** Supplied records follows **

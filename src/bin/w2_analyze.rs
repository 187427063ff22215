//! W-2 Analyzer CLI
//!
//! Usage:
//!   cargo run --bin w2_analyze -- path/to/w2.jpg
//!
//! Runs against mock data unless TEST_MODE=false and GEMINI_API_KEY is set.

use anyhow::{bail, Context, Result};
use clap::Parser;
use std::path::PathBuf;
use tracing_subscriber::EnvFilter;

use pricegap_backend::{config::Config, w2::W2Analyzer};

#[derive(Parser, Debug)]
#[command(name = "w2_analyze")]
#[command(about = "Extract W-2 fields from an image and print insights as JSON")]
struct Args {
    /// W-2 image or PDF
    #[arg(default_value = "896-1-1024x721.jpg")]
    path: PathBuf,
}

#[tokio::main]
async fn main() -> Result<()> {
    let args = Args::parse();
    let config = Config::from_env()?;

    tracing_subscriber::fmt()
        .with_env_filter(
            EnvFilter::try_from_default_env().unwrap_or_else(|_| EnvFilter::new("warn")),
        )
        .with_writer(std::io::stderr)
        .init();

    if !args.path.exists() {
        bail!("W-2 file not found: {}", args.path.display());
    }

    let analyzer = W2Analyzer::new(&config.w2)?;
    eprintln!("Processing W-2...");
    let report = analyzer.process_file(&args.path).await?;

    println!(
        "{}",
        serde_json::to_string_pretty(&report).context("Failed to render report")?
    );
    Ok(())
}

** End of Supplied records **

* Assigned task *
The response must consist solely of the lines from the one with "use clap::Parser;" through the end of the listing above, copied exactly; please include the first and the last.

* Output for this exercise *
use clap::Parser;
use std::path::PathBuf;
use tracing_subscriber::EnvFilter;

use pricegap_backend::{config::Config, w2::W2Analyzer};

#[derive(Parser, Debug)]
#[command(name = "w2_analyze")]
#[command(about = "Extract W-2 fields from an image and print insights as JSON")]
struct Args {
    /// W-2 image or PDF
    #[arg(default_value = "896-1-1024x721.jpg")]
    path: PathBuf,
}

#[tokio::main]
async fn main() -> Result<()> {
    let args = Args::parse();
    let config = Config::from_env()?;

    tracing_subscriber::fmt()
        .with_env_filter(
            EnvFilter::try_from_default_env().unwrap_or_else(|_| EnvFilter::new("warn")),
        )
        .with_writer(std::io::stderr)
        .init();

    if !args.path.exists() {
        bail!("W-2 file not found: {}", args.path.display());
    }

    let analyzer = W2Analyzer::new(&config.w2)?;
    eprintln!("Processing W-2...");
    let report = analyzer.process_file(&args.path).await?;

    println!(
        "{}",
        serde_json::to_string_pretty(&report).context("Failed to render report")?
    );
    Ok(())
}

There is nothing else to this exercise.